Saved entries:
━━━━━━━━━━━━━━━━━━━━

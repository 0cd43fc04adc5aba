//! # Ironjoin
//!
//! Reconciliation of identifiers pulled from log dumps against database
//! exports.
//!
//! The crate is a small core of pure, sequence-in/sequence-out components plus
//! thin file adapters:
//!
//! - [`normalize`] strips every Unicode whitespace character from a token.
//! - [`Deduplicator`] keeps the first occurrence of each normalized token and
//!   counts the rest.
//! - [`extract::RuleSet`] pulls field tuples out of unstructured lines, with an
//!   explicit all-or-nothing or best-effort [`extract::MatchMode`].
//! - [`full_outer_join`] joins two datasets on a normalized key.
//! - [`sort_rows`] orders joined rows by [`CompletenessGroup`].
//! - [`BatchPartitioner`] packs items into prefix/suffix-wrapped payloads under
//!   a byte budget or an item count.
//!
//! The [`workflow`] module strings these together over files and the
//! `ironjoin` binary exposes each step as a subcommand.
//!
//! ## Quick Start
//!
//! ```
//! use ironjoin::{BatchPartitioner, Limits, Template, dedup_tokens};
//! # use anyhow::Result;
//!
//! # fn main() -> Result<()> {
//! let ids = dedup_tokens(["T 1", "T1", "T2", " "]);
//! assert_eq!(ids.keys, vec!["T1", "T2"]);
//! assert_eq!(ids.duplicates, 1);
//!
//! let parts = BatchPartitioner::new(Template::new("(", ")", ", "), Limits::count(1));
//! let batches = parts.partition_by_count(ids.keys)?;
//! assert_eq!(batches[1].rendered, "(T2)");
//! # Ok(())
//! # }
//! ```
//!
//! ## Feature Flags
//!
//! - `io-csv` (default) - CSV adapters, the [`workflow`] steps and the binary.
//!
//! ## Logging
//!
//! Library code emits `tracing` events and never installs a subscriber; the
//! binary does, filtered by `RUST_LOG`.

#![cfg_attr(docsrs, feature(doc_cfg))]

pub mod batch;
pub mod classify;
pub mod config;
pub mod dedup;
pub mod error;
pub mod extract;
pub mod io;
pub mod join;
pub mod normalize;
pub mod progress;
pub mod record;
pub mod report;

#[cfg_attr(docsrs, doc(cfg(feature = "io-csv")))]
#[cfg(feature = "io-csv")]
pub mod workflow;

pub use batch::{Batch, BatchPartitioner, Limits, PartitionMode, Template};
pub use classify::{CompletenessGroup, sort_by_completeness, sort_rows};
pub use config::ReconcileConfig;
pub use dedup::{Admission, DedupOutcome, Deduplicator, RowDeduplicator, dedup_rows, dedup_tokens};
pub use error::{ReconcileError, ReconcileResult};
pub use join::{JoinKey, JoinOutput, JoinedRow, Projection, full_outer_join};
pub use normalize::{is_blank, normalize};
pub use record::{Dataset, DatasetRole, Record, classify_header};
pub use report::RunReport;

━━━━━━━━━━━━━━━━━━━━

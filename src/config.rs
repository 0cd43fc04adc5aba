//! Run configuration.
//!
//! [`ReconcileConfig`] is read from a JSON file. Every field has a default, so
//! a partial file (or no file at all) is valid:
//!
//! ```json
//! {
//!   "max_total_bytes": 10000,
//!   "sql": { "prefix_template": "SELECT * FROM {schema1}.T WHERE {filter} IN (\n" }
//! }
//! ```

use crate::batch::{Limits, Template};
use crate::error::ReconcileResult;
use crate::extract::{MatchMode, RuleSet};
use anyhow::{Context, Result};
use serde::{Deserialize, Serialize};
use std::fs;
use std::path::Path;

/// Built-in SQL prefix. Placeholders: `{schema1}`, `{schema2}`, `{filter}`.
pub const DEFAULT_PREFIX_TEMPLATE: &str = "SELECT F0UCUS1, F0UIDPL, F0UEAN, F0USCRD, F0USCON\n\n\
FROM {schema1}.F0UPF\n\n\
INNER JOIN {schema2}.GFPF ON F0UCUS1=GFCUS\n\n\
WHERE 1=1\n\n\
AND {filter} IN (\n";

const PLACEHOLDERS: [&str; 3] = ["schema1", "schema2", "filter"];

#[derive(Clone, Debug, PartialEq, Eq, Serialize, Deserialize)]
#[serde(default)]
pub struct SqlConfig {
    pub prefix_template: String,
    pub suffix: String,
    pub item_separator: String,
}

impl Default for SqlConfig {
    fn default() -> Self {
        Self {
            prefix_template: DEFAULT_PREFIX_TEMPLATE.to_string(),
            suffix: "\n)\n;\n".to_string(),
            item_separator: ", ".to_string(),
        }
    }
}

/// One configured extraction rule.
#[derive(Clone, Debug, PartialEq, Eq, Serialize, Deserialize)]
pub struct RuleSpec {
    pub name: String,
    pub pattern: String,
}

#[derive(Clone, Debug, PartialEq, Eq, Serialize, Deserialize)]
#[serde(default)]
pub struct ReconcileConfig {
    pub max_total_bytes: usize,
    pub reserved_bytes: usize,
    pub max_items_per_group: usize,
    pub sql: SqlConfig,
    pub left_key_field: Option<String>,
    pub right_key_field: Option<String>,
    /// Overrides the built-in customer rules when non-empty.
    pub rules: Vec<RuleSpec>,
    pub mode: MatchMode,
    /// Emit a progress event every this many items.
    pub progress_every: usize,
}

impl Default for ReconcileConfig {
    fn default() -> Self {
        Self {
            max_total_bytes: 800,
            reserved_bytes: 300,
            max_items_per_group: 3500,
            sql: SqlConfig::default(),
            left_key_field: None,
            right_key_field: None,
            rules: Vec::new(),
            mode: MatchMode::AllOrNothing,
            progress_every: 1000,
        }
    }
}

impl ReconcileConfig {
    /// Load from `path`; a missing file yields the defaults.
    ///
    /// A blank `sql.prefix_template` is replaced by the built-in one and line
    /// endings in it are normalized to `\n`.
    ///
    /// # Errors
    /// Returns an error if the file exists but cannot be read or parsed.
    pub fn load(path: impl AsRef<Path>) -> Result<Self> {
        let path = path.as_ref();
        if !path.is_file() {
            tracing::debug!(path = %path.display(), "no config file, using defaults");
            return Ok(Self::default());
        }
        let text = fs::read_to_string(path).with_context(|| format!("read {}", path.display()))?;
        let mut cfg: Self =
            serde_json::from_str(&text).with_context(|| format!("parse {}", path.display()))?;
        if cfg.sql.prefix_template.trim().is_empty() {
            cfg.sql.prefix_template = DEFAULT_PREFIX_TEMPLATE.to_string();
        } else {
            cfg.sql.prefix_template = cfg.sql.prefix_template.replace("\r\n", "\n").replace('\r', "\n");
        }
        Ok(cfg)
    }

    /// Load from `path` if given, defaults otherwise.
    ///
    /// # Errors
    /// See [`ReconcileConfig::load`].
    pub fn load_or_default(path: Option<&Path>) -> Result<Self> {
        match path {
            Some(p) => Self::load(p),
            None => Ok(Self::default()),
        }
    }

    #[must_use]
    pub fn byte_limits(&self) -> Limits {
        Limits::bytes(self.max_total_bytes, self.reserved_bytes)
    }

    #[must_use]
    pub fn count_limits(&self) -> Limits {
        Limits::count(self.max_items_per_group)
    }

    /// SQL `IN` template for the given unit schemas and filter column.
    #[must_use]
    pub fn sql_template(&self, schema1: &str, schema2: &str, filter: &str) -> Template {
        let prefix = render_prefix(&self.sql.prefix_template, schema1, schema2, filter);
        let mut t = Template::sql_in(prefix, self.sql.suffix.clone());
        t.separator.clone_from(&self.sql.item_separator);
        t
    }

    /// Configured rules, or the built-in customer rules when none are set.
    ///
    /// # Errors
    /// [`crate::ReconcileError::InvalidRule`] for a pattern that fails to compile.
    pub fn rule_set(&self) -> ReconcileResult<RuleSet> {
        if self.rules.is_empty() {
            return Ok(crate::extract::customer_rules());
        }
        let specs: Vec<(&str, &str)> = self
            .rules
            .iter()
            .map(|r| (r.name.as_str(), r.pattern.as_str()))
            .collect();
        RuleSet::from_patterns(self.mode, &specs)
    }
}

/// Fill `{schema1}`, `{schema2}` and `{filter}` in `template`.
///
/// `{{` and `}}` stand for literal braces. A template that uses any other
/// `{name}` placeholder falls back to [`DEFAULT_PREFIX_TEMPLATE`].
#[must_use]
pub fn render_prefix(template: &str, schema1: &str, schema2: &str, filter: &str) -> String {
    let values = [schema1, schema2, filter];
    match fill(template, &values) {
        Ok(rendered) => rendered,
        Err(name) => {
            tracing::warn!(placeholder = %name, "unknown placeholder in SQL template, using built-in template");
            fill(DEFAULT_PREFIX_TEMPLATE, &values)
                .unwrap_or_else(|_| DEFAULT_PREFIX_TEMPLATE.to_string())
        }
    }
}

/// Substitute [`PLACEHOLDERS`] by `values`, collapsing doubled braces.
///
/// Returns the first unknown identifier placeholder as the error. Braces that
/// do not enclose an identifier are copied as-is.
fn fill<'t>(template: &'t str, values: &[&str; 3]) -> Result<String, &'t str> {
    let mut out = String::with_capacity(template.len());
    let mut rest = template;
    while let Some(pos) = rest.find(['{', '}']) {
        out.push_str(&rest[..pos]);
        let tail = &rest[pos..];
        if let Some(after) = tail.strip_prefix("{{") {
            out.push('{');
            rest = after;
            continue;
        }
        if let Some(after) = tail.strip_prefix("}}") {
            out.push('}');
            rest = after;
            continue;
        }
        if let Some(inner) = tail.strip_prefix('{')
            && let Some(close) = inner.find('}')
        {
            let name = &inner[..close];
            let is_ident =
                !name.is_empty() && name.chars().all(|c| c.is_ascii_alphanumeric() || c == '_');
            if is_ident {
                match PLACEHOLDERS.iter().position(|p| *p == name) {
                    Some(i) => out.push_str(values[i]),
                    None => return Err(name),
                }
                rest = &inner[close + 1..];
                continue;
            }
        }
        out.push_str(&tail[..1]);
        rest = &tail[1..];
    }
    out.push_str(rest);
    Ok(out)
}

━━━━━━━━━━━━━━━━━━━━

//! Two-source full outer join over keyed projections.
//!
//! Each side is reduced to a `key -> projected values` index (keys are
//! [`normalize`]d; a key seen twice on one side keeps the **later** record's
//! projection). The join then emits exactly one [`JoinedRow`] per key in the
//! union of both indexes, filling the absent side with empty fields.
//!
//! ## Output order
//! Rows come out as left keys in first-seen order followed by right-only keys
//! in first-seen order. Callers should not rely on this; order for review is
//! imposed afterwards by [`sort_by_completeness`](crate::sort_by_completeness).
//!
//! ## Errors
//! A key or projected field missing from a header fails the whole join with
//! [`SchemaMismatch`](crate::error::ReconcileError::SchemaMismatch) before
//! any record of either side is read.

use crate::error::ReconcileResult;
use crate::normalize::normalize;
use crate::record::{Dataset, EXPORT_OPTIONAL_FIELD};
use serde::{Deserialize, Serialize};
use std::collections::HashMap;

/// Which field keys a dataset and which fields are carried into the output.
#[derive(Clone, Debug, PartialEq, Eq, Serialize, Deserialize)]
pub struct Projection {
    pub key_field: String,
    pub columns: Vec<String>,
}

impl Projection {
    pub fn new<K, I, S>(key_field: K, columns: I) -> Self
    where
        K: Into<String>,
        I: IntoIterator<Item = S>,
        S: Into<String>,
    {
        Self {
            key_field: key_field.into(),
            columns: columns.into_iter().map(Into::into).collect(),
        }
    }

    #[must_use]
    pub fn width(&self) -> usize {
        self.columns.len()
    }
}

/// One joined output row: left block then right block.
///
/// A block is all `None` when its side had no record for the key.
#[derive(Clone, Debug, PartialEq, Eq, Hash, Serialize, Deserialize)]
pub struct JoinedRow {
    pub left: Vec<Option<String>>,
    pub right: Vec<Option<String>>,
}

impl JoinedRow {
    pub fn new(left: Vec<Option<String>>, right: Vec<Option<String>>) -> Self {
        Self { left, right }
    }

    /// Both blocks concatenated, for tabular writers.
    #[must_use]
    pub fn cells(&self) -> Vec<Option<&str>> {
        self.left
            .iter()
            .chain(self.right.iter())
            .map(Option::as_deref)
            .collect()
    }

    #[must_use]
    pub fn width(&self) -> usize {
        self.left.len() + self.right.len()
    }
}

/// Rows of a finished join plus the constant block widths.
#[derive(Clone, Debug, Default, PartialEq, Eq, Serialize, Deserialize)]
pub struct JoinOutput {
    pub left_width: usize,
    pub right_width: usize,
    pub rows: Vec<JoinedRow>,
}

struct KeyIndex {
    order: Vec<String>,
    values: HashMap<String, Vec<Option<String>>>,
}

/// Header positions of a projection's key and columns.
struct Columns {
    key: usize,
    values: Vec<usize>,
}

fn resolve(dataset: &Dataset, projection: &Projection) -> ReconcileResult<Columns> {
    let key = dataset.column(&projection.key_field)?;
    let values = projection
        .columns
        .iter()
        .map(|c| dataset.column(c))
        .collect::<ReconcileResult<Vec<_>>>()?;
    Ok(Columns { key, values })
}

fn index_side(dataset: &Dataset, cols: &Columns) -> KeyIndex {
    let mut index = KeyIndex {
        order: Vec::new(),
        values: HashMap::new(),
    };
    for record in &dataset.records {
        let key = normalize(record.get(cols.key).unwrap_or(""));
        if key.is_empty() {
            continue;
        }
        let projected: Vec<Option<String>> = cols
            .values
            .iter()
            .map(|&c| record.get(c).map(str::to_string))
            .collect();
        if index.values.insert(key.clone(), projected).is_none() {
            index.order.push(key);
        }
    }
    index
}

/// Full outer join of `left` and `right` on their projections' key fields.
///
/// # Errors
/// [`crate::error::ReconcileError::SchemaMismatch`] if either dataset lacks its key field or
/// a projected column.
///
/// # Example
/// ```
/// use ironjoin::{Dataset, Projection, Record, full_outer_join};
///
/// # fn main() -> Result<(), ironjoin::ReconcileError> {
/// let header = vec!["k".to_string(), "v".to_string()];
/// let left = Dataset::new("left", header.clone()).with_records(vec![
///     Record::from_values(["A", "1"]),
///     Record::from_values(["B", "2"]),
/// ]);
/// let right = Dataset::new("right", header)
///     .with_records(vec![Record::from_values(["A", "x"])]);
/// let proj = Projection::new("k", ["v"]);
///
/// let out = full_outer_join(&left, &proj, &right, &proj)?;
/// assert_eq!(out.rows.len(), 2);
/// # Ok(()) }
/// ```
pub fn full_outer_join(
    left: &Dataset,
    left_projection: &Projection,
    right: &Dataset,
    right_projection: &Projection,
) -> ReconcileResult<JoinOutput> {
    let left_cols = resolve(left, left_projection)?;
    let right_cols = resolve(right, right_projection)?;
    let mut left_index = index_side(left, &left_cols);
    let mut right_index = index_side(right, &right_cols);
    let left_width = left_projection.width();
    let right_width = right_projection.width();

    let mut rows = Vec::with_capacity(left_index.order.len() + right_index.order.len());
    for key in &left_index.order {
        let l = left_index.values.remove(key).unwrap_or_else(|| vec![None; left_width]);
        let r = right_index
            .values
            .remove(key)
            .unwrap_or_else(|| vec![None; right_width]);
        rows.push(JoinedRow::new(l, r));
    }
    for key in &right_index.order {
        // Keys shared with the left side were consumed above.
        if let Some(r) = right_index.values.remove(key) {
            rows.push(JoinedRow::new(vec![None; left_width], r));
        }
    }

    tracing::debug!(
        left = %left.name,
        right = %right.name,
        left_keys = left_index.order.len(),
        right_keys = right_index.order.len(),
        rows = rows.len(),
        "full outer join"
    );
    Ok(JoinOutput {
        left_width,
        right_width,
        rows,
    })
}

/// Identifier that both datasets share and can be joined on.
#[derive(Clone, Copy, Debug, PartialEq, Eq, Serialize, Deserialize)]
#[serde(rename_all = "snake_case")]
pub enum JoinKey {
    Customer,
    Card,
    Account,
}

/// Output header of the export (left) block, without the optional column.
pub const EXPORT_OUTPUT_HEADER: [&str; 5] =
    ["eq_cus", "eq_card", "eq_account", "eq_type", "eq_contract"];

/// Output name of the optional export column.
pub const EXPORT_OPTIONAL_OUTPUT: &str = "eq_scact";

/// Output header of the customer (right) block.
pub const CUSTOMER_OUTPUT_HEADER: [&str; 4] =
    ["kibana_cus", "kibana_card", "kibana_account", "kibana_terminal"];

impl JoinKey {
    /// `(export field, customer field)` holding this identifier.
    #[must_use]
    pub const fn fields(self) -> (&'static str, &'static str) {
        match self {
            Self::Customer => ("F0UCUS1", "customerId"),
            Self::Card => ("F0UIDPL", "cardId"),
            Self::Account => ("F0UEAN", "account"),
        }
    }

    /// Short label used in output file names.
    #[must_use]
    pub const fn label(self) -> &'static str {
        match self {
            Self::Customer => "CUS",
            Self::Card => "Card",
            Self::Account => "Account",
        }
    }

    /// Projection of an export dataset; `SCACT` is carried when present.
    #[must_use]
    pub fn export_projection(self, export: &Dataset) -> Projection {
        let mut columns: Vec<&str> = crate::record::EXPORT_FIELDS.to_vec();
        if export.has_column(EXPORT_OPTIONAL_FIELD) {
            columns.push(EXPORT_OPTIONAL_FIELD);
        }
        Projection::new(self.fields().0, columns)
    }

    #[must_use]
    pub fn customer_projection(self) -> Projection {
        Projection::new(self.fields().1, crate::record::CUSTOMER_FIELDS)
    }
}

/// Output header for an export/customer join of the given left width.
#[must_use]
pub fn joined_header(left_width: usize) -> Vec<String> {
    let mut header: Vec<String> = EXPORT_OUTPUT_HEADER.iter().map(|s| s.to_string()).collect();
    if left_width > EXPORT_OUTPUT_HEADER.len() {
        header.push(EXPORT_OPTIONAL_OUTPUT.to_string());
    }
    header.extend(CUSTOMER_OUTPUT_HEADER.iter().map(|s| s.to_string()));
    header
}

━━━━━━━━━━━━━━━━━━━━

Your assignment -
A bare number is the whole answer: state how many lines in the data above contain "resolve".

Output below -
3